Author:
Chalfin Juliana S.,Baker Chelsea R.,Kizito Balladiah,Otukile Dimpho,Ogopotse Matsiri T.,Shin Sanghyuk S.,Modongo Chawangwa
Abstract
AbstractHIV co-infection has been shown to be associated with lower tuberculosis (TB) bacterial load in studies conducted prior to widespread availability of antiretroviral therapy (ART). We investigated associations between HIV co-infection and TB bacterial load, accounting for differences in time to TB diagnosis, in a high prevalence setting with widespread ART use. In Gaborone, Botswana, 268 sputum samples from people with newly diagnosed TB were tested with Xpert MTB/RIF Ultra (Xpert). TB bacterial load and time to TB diagnosis were estimated using mean Xpert cycle threshold (CT) and symptom duration, respectively. Multiple linear regression models and causal mediation analysis were used to determine the associations between HIV and Xpert CT and assess the mediating effect of symptom duration.
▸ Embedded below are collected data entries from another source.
use std::f64::consts::PI;

use rayon::prelude::*;

use crate::climate::{Climate, MIN_AIR};
use crate::geodesic::{Geodesic, Vector};

/// Planetary rotation rate around +Z, radians per minute (one turn per
/// 24-hour day).
const ROTATION_RATE: f64 = 2.0 * PI / 1440.0;

/// Air density in the momentum equation.
const DENSITY: f64 = 10.0;

/// Kinematic viscosity.
const VISCOSITY: f64 = 0.04;

/// Drag of the air mass against the surface.
const LAND_DRAG: f64 = 0.005;

/// Below this squared wind speed a cell transports no mass.
const MIN_WIND_SQ: f64 = 1e-5;

/// Pressure gradients shorter than this are treated as flat.
const MIN_PRESSURE_GRADIENT: f64 = 1e-4;

/// Discrete gradient of a scalar field at cell `idx`:
/// (2/d) · Σ (s[n] − s[idx]) · ê, with ê the unit chord toward neighbor n.
pub fn gradient(idx: usize, scalars: &[f64], sphere: &Geodesic) -> Vector {
    let center = sphere.centers[idx];
    let here = scalars[idx];
    let neighbors = sphere.neighbors(idx);

    let mut result = Vector::ZERO;
    for &n in neighbors {
        let to_neighbor = (sphere.centers[n] - center).normalize();
        result = result + to_neighbor.scale(scalars[n] - here);
    }
    result.scale(2.0 / neighbors.len() as f64)
}

/// Discrete divergence of a vector field at cell `idx`:
/// (2/d) · Σ u[n] · ê.
pub fn divergence(idx: usize, vectors: &[Vector], sphere: &Geodesic) -> f64 {
    let center = sphere.centers[idx];
    let neighbors = sphere.neighbors(idx);

    let mut result = 0.0;
    for &n in neighbors {
        let to_neighbor = (sphere.centers[n] - center).normalize();
        result += to_neighbor.dot(vectors[n]);
    }
    result * 2.0 / neighbors.len() as f64
}

/// Discrete vector Laplacian at cell `idx`: Σ (u[n] − u[idx]).
pub fn laplacian(idx: usize, vectors: &[Vector], sphere: &Geodesic) -> Vector {
    let here = vectors[idx];
    let mut result = Vector::ZERO;
    for &n in sphere.neighbors(idx) {
        result = result + (vectors[n] - here);
    }
    result
}

/// Acceleration of the air at position `x` moving at `u`, in units of
/// inverse minutes squared: pressure gradient, Coriolis and centrifugal
/// terms on the rotation plane, two viscosity terms, and land drag.
fn acceleration(
    pressure_gradient: Vector,
    u: Vector,
    x: Vector,
    laplacian_u: Vector,
    grad_div_u: Vector,
) -> Vector {
    let mut a = pressure_gradient.scale(-1.0 / DENSITY);

    a.x += 2.0 * ROTATION_RATE * u.y;
    a.y -= 2.0 * ROTATION_RATE * u.x;

    a.x += ROTATION_RATE * ROTATION_RATE * x.x;
    a.y += ROTATION_RATE * ROTATION_RATE * x.y;

    a = a + laplacian_u.scale(VISCOSITY);
    a = a + grad_div_u.scale(VISCOSITY / 3.0);

    a - u.scale(LAND_DRAG)
}

/// Mass and energy leaving one cell, split between its two best-aligned
/// neighbors.
struct Outflow {
    source: usize,
    air: f64,
    energy: f64,
    targets: [(usize, f64, f64); 2],
}

/// One Navier–Stokes step of `minutes` simulated minutes: update every
/// cell's wind from the momentum equation, then advect air mass and energy
/// downwind.
///
/// The momentum update reads pre-step snapshots of pressure, velocity and
/// divergence, so cell order cannot affect the result. Advection computes
/// per-cell outflows in parallel against the frozen post-momentum state and
/// commits them serially.
pub fn flow(climates: &mut [Climate], sphere: &Geodesic, minutes: f64) {
    let velocities: Vec<Vector> = climates.iter().map(|c| c.air_velocity).collect();
    let pressures: Vec<f64> = climates.iter().map(Climate::pressure).collect();
    let divergences: Vec<f64> = (0..climates.len())
        .map(|i| divergence(i, &velocities, sphere))
        .collect();

    for i in 0..climates.len() {
        let center = sphere.centers[i];

        let raw_gradient = gradient(i, &pressures, sphere);
        let magnitude = raw_gradient.length();
        let pressure_gradient = if magnitude > MIN_PRESSURE_GRADIENT {
            // Project onto the tangent plane but keep the full magnitude.
            raw_gradient.reject(center).normalize().scale(magnitude)
        } else {
            Vector::ZERO
        };

        let laplacian_u = laplacian(i, &velocities, sphere);
        let grad_div_u = gradient(i, &divergences, sphere);
        let a = acceleration(
            pressure_gradient,
            velocities[i],
            center,
            laplacian_u,
            grad_div_u,
        );

        let dv = a.scale(minutes).reject(center);
        climates[i].air_velocity = (velocities[i] + dv).reject(center);
    }

    let snapshot: &[Climate] = climates;
    let outflows: Vec<Option<Outflow>> = (0..snapshot.len())
        .into_par_iter()
        .map(|i| compute_outflow(i, snapshot, sphere, minutes))
        .collect();

    for outflow in outflows.into_iter().flatten() {
        let cell = &mut climates[outflow.source];
        cell.air -= outflow.air;
        cell.air_energy -= outflow.energy;
        for (target, air, energy) in outflow.targets {
            climates[target].air += air;
            climates[target].air_energy += energy;
        }
    }
}

fn compute_outflow(
    i: usize,
    climates: &[Climate],
    sphere: &Geodesic,
    minutes: f64,
) -> Option<Outflow> {
    let cell = &climates[i];
    if cell.air_velocity.length_sq() < MIN_WIND_SQ {
        return None;
    }
    let center = sphere.centers[i];
    let direction = cell.air_velocity.normalize();

    let mut aligned: Vec<(f64, usize)> = sphere
        .neighbors(i)
        .iter()
        .map(|&n| {
            let to_neighbor = (sphere.centers[n] - center).normalize();
            let theta = to_neighbor.dot(direction).clamp(-1.0, 1.0).acos();
            (theta, n)
        })
        .collect();
    aligned.sort_by(|a, b| a.0.total_cmp(&b.0));

    let (theta0, n0) = aligned[0];
    let (theta1, n1) = aligned[1];
    if theta0 > PI / 2.0 {
        // Even the best-aligned neighbor is upwind of the flow.
        return None;
    }

    let out_air = (cell.air - MIN_AIR).min(cell.air_velocity.length() * minutes);
    if out_air <= 0.0 {
        return None;
    }
    let out_energy = cell.air_energy * out_air / cell.air;

    // Angular barycentric split: the closer neighbor takes the larger share.
    let inv_sum = 1.0 / (theta0 + theta1);
    Some(Outflow {
        source: i,
        air: out_air,
        energy: out_energy,
        targets: [
            (n0, theta1 * out_air * inv_sum, theta1 * out_energy * inv_sum),
            (n1, theta0 * out_air * inv_sum, theta0 * out_energy * inv_sum),
        ],
    })
}
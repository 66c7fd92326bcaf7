use std::path::Path;
use std::sync::Arc;
use std::sync::atomic::{AtomicBool, Ordering};
use std::time::{SystemTime, UNIX_EPOCH};

use clap::{Parser, Subcommand};
use tracing_subscriber::EnvFilter;

use tellus::cli::commands;
use tellus::config::{GenerationConfig, SimulationConfig};

#[derive(Parser)]
#[command(name = "tellus")]
#[command(
    about = "A procedural planet simulator with geodesic tiling, hydrology, and atmospheric flow"
)]
#[command(version)]
struct Cli {
    /// Path to the simulation configuration file
    #[arg(short, long, default_value = "tellus.toml")]
    config: String,

    /// Path to the planet generation configuration file
    #[arg(short, long, default_value = "worldgen.toml")]
    worldgen: String,

    #[command(subcommand)]
    command: Commands,
}

#[derive(Subcommand)]
enum Commands {
    /// Generate a planet from a seed
    Generate {
        /// Seed of the planet; defaults to the wall clock
        #[arg(short, long)]
        seed: Option<i64>,
    },

    /// Simulate a planet's climate
    Simulate {
        /// Seed of the planet; defaults to the wall clock
        #[arg(short, long)]
        seed: Option<i64>,

        /// Number of outer steps to run
        #[arg(long, default_value_t = 1000)]
        steps: u64,
    },

    /// Show a planet summary or a single cell
    Inspect {
        /// Seed of the planet to inspect
        #[arg(short, long)]
        seed: i64,

        /// Cell index to inspect
        #[arg(long)]
        cell: Option<usize>,
    },

    /// Build the tiling cache up to a refinement level
    Spheres {
        /// Deepest level to build; defaults to the generation size
        #[arg(long)]
        size: Option<usize>,
    },
}

fn wall_clock_seed() -> i64 {
    SystemTime::now()
        .duration_since(UNIX_EPOCH)
        .map(|d| d.as_nanos() as i64)
        .unwrap_or_default()
}

/// Load a config file, falling back to defaults when it does not exist.
fn load_config<T: Default>(
    path: &str,
    from_file: impl FnOnce(&Path) -> Result<T, String>,
) -> Result<T, String> {
    let path = Path::new(path);
    if path.exists() {
        from_file(path)
    } else {
        Ok(T::default())
    }
}

fn main() {
    let cli = Cli::parse();

    let config = match load_config(&cli.config, SimulationConfig::from_file) {
        Ok(c) => c,
        Err(e) => {
            eprintln!("Error loading config: {}", e);
            std::process::exit(1);
        }
    };
    let generation = match load_config(&cli.worldgen, GenerationConfig::from_file) {
        Ok(c) => c,
        Err(e) => {
            eprintln!("Error loading generation config: {}", e);
            std::process::exit(1);
        }
    };

    tracing_subscriber::fmt()
        .with_env_filter(
            EnvFilter::try_from_default_env()
                .unwrap_or_else(|_| EnvFilter::new(config.log_level.clone())),
        )
        .init();

    let result = match cli.command {
        Commands::Generate { seed } => {
            let seed = seed.unwrap_or_else(wall_clock_seed);
            commands::generate(&config, &generation, seed)
        }
        Commands::Simulate { seed, steps } => {
            let seed = seed.unwrap_or_else(wall_clock_seed);
            let stop = Arc::new(AtomicBool::new(false));
            let handler_stop = Arc::clone(&stop);
            if let Err(e) = ctrlc::set_handler(move || handler_stop.store(true, Ordering::Relaxed))
            {
                eprintln!("Warning: cannot install interrupt handler: {}", e);
            }
            commands::simulate(&config, &generation, seed, steps, &stop).map(|_| ())
        }
        Commands::Inspect { seed, cell } => commands::inspect(&config, &generation, seed, cell),
        Commands::Spheres { size } => {
            commands::build_spheres(&config, size.unwrap_or(generation.size))
        }
    };

    if let Err(e) = result {
        eprintln!("Error: {}", e);
        std::process::exit(1);
    }
}
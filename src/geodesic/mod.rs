pub mod find;
pub mod vector;

use std::collections::HashMap;

use serde::{Deserialize, Serialize};
use tracing::debug;

pub use find::{find, naive_find};
pub use vector::{Angle, Vector};

/// Edge ids keyed by the canonical (low, high) face pair. The id is the
/// sequence number in which the edge was first created; the chamfer of the
/// next level turns edge `e` into face `face_count + e`.
pub type EdgeMap = HashMap<(usize, usize), usize>;

/// Adjacency record for a single face.
#[derive(Debug, Clone, Default, PartialEq, Serialize, Deserialize)]
pub struct Node {
    #[serde(rename = "Neighbors")]
    pub neighbors: Vec<usize>,
}

/// One level of the Goldberg tiling hierarchy.
///
/// `centers[i]` is the unit vector to the center of face `i`; `faces[i]`
/// lists its adjacent face indices (5 for the twelve pentagons, 6 for
/// everything else). The edge map is derived state and is not persisted.
#[derive(Debug, Clone, Default, PartialEq, Serialize, Deserialize)]
pub struct Geodesic {
    pub centers: Vec<Vector>,
    #[serde(rename = "nodes")]
    pub faces: Vec<Node>,
    #[serde(skip)]
    pub edges: EdgeMap,
}

const SIN_ATAN_HALF: f64 = 0.447213595;
const COS_ATAN_HALF: f64 = 0.894427191;

/// The dodecahedron's adjacency, in edge-creation order. Poles first, the
/// northern ring, the equatorial zig-zag, the southern ring, the south pole.
const DODECAHEDRON_LINKS: [(usize, usize); 30] = [
    (0, 1),
    (0, 2),
    (0, 3),
    (0, 4),
    (0, 5),
    (1, 2),
    (2, 3),
    (3, 4),
    (4, 5),
    (5, 1),
    (1, 10),
    (1, 6),
    (2, 6),
    (2, 7),
    (3, 7),
    (3, 8),
    (4, 8),
    (4, 9),
    (5, 9),
    (5, 10),
    (6, 7),
    (7, 8),
    (8, 9),
    (9, 10),
    (10, 6),
    (11, 6),
    (11, 7),
    (11, 8),
    (11, 9),
    (11, 10),
];

impl Geodesic {
    /// Number of faces at this level.
    pub fn face_count(&self) -> usize {
        self.faces.len()
    }

    /// Number of undirected edges at this level.
    pub fn edge_count(&self) -> usize {
        self.edges.len()
    }

    pub fn neighbors(&self, face: usize) -> &[usize] {
        &self.faces[face].neighbors
    }

    /// Connect faces `i` and `j`, assigning the edge the next sequential id.
    /// Linking an already-linked pair is a no-op.
    pub fn link(&mut self, i: usize, j: usize) {
        let key = edge_key(i, j);
        if self.edges.contains_key(&key) {
            return;
        }
        self.faces[i].neighbors.push(j);
        self.faces[j].neighbors.push(i);
        let id = self.edges.len();
        self.edges.insert(key, id);
    }

    /// The id of the edge between `i` and `j`. Adjacent faces always share
    /// an edge; anything else is a caller bug.
    pub fn edge_id(&self, i: usize, j: usize) -> usize {
        match self.edges.get(&edge_key(i, j)) {
            Some(&id) => id,
            None => panic!("faces {i} and {j} share no edge"),
        }
    }

    /// Rebuild the edge map of a freshly deserialized level.
    ///
    /// Edge ids are assigned in chamfer-creation order, which plain
    /// neighbor lists do not carry, so the linking pass is replayed: the
    /// static link table for the dodecahedron, the chamfer's iteration
    /// pattern over `parent` for every later level.
    pub fn rebuild_edges(&mut self, parent: Option<&Geodesic>) {
        self.edges.clear();
        match parent {
            None => {
                for &(i, j) in &DODECAHEDRON_LINKS {
                    self.record_edge(i, j);
                }
            }
            Some(parent) => {
                let parent_faces = parent.face_count();
                for face in 0..parent_faces {
                    for &n1 in parent.neighbors(face) {
                        let id_ij = parent_faces + parent.edge_id(face, n1);
                        self.record_edge(face, id_ij);
                        for &n2 in parent.neighbors(face) {
                            if n1 == n2 {
                                continue;
                            }
                            if let Some(&e) = parent.edges.get(&edge_key(n1, n2)) {
                                self.record_edge(id_ij, parent_faces + e);
                            }
                        }
                    }
                }
            }
        }
    }

    fn record_edge(&mut self, i: usize, j: usize) {
        let key = edge_key(i, j);
        if !self.edges.contains_key(&key) {
            let id = self.edges.len();
            self.edges.insert(key, id);
        }
    }
}

fn edge_key(i: usize, j: usize) -> (usize, usize) {
    if i < j { (i, j) } else { (j, i) }
}

/// The 12-face seed of the hierarchy: face centers at the vertices of an
/// icosahedron, pentagons only.
pub fn dodecahedron() -> Geodesic {
    use std::f64::consts::PI;

    let mut centers = Vec::with_capacity(12);
    centers.push(Vector::new(0.0, 0.0, 1.0));
    for k in 0..5 {
        let a = 2.0 * k as f64 * PI / 5.0;
        centers.push(Vector::new(
            a.sin() * COS_ATAN_HALF,
            a.cos() * COS_ATAN_HALF,
            SIN_ATAN_HALF,
        ));
    }
    for k in 0..5 {
        let a = (2 * k + 1) as f64 * PI / 5.0;
        centers.push(Vector::new(
            a.sin() * COS_ATAN_HALF,
            a.cos() * COS_ATAN_HALF,
            -SIN_ATAN_HALF,
        ));
    }
    centers.push(Vector::new(0.0, 0.0, -1.0));

    let mut g = Geodesic {
        centers,
        faces: vec![Node::default(); 12],
        edges: EdgeMap::new(),
    };
    for &(i, j) in &DODECAHEDRON_LINKS {
        g.link(i, j);
    }
    g
}

/// Normalized midpoint of two unit vectors.
fn bisect(a: Vector, b: Vector) -> Vector {
    (a + b).normalize()
}

/// Produce the next Goldberg level by replacing every edge with a new
/// hexagonal face.
///
/// The first `F` faces keep their centers and indices; the face created
/// from edge `{i, j}` lands at index `F + edge_id(i, j)`, centered on the
/// normalized midpoint of the two parent centers. New faces are adjacent to
/// both parents and to the new faces of edges that closed a triangle with
/// theirs; the direct `i`–`j` adjacency is dropped.
pub fn chamfer(g: &Geodesic) -> Geodesic {
    let n_faces = g.face_count();
    let n_edges = g.edge_count();

    let mut result = Geodesic {
        centers: Vec::with_capacity(n_faces + n_edges),
        faces: vec![Node::default(); n_faces + n_edges],
        edges: EdgeMap::new(),
    };
    result.centers.extend_from_slice(&g.centers);
    result
        .centers
        .resize(n_faces + n_edges, Vector::ZERO);

    for face in 0..n_faces {
        for &n1 in g.neighbors(face) {
            let id_ij = n_faces + g.edge_id(face, n1);
            result.link(face, id_ij);
            result.centers[id_ij] = bisect(g.centers[face], g.centers[n1]);

            for &n2 in g.neighbors(face) {
                if n1 == n2 {
                    continue;
                }
                if let Some(&e) = g.edges.get(&edge_key(n1, n2)) {
                    // face, n1 and n2 were mutually adjacent, so their two
                    // new faces touch.
                    result.link(id_ij, n_faces + e);
                }
            }
        }
    }

    result
}

/// Faces at refinement level `size`: 10·4^size + 2.
pub fn face_count_at(size: usize) -> usize {
    10 * 4usize.pow(size as u32) + 2
}

/// Build levels 0..=size from scratch.
pub fn build_hierarchy(size: usize) -> Vec<Geodesic> {
    let mut spheres = Vec::with_capacity(size + 1);
    spheres.push(dodecahedron());
    for level in 1..=size {
        let next = chamfer(&spheres[level - 1]);
        debug!(level, faces = next.face_count(), "chamfered sphere");
        spheres.push(next);
    }
    spheres
}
Mean CT values were higher in people living with HIV compared to people without HIV (22.7 vs 20.3, p < 0.001). Among those living with HIV, there was a negative relationship between CD4 count and mean CT value (Spearman’s rho -0.20, p = 0.06). After controlling for gender, age, and symptom duration, HIV status remained associated with CT value, with an average increase of 1.6 cycles (p = 0.009) among people with HIV and CD4 count > 200 cells/mm3and 2.1 cycles (p = 0.002) in those with a CD4 count ≤ 200 cells/mm3compared to individuals without HIV. Symptom duration was also found to be associated with CT value (p < 0.05). We found an indirect effect of HIV status on Xpert CT through the mediator, symptom duration (β = 0.33, p = 0.048), accounting for 13.5% of the relationship. Our findings suggest that time to TB diagnosis partially mediates the relationship between HIV status and CT value, but differences in pathophysiology between people with and without HIV likely play a dominant role in affecting TB bacterial burden.